Task details —
From the top of the records below down to the line containing "#[derive(Clone, Debug, PartialEq, Deserialize)]", reproduce every line exactly.

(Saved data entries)
= = = = =
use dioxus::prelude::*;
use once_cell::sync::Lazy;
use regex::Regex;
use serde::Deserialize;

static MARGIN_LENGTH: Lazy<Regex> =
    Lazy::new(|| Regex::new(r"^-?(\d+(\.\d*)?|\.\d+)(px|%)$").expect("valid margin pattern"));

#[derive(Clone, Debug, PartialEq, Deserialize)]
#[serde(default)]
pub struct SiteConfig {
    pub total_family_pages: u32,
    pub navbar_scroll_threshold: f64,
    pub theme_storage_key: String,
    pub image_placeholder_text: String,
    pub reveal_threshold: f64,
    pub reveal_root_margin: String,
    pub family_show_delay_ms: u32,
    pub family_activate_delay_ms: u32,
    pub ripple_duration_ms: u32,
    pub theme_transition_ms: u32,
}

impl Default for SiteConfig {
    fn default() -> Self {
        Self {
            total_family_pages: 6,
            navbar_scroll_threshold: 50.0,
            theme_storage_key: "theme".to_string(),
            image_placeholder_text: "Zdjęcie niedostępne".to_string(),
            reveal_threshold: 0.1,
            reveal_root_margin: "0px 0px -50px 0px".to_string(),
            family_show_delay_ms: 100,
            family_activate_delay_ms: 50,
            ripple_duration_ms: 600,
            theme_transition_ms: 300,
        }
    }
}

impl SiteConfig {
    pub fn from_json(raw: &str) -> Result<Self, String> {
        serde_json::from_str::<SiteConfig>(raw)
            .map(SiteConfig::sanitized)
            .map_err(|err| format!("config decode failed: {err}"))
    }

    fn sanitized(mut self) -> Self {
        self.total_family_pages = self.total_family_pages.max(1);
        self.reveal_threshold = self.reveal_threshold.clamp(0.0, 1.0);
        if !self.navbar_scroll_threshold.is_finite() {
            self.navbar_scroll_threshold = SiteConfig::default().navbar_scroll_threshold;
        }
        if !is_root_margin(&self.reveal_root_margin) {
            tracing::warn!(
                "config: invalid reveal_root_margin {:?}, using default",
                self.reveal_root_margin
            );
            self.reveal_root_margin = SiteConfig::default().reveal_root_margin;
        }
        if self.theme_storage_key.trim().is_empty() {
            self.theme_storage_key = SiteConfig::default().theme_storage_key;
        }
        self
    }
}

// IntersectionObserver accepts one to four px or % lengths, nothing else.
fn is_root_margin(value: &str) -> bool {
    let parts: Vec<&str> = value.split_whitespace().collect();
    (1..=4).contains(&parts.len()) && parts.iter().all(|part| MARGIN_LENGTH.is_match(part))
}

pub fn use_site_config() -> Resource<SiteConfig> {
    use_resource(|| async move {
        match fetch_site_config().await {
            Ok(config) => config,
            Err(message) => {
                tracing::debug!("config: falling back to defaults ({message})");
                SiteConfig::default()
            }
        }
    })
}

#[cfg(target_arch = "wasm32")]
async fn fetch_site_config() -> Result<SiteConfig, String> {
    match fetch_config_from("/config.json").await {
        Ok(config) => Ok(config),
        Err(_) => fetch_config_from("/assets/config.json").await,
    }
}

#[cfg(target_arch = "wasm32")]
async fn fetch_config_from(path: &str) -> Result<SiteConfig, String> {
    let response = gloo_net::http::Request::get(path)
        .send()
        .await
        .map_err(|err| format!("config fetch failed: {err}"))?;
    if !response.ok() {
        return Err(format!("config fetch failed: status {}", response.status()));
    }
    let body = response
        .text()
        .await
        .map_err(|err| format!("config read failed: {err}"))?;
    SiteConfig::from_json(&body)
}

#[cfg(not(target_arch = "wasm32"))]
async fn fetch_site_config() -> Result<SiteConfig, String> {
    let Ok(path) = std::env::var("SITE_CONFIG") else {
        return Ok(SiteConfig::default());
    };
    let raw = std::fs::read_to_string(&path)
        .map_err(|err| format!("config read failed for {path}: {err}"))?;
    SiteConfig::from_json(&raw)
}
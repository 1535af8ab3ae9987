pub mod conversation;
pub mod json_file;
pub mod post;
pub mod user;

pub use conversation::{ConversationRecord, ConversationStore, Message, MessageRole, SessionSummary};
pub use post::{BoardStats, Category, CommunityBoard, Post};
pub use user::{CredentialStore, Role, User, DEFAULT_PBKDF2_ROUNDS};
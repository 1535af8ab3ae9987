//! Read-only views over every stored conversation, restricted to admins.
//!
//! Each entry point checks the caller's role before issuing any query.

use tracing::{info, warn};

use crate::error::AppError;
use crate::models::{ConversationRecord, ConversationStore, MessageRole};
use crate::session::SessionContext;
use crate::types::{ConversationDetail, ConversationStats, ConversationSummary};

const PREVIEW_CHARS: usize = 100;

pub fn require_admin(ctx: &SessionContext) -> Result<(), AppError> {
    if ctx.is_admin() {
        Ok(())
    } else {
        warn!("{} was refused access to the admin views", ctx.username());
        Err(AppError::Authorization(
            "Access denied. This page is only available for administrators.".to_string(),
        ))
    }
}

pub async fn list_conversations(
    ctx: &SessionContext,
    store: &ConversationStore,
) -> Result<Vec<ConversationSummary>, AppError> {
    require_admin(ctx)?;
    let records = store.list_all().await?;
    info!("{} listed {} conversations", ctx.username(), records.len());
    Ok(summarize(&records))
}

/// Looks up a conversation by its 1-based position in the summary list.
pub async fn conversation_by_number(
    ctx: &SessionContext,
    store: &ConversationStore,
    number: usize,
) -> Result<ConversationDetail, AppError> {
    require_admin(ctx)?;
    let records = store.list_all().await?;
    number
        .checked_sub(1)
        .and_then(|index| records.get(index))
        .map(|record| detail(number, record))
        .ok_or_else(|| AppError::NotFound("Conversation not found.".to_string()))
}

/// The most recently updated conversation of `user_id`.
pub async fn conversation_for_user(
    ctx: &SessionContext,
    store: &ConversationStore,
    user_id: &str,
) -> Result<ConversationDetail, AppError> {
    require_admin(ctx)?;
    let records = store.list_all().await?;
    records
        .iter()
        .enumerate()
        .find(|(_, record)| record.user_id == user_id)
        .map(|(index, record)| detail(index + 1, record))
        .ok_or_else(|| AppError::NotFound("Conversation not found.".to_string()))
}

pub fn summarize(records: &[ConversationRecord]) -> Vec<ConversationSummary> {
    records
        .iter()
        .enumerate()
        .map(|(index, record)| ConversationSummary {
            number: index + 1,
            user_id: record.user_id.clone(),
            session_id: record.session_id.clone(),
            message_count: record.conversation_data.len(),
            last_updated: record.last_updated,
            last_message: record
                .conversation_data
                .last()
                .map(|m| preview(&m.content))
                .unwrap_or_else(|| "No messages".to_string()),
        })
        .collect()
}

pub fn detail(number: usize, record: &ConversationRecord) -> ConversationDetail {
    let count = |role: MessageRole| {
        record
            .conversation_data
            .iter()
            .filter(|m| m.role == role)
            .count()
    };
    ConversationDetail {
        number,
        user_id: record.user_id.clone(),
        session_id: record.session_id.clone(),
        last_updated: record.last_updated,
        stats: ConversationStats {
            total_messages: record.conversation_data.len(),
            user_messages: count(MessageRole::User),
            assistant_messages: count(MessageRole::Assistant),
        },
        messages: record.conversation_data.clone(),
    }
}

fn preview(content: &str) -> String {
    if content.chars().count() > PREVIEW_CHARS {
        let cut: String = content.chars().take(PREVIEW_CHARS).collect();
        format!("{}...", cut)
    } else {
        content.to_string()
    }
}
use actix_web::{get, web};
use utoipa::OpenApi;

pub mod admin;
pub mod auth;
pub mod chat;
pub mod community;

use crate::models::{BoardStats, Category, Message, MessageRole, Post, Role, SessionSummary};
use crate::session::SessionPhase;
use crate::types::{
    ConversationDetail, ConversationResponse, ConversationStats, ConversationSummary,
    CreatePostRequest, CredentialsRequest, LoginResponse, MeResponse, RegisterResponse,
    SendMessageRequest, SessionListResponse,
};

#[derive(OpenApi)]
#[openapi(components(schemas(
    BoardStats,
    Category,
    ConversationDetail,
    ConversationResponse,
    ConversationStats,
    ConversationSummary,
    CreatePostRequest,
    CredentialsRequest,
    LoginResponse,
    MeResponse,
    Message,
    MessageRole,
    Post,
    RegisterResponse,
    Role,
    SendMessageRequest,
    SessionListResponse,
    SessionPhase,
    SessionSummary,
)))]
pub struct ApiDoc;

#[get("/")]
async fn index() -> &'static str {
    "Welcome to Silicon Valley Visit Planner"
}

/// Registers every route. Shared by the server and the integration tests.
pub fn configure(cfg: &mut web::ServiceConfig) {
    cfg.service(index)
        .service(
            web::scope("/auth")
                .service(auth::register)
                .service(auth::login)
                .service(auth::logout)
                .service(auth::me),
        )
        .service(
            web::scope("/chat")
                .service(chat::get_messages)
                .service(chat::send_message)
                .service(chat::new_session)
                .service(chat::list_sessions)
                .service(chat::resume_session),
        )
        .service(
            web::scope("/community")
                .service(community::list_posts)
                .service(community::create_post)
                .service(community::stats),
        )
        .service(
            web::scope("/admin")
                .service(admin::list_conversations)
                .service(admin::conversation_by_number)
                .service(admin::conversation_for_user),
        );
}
= = = = =
Result for this task —
use dioxus::prelude::*;
use once_cell::sync::Lazy;
use regex::Regex;
use serde::Deserialize;

static MARGIN_LENGTH: Lazy<Regex> =
    Lazy::new(|| Regex::new(r"^-?(\d+(\.\d*)?|\.\d+)(px|%)$").expect("valid margin pattern"));

#[derive(Clone, Debug, PartialEq, Deserialize)]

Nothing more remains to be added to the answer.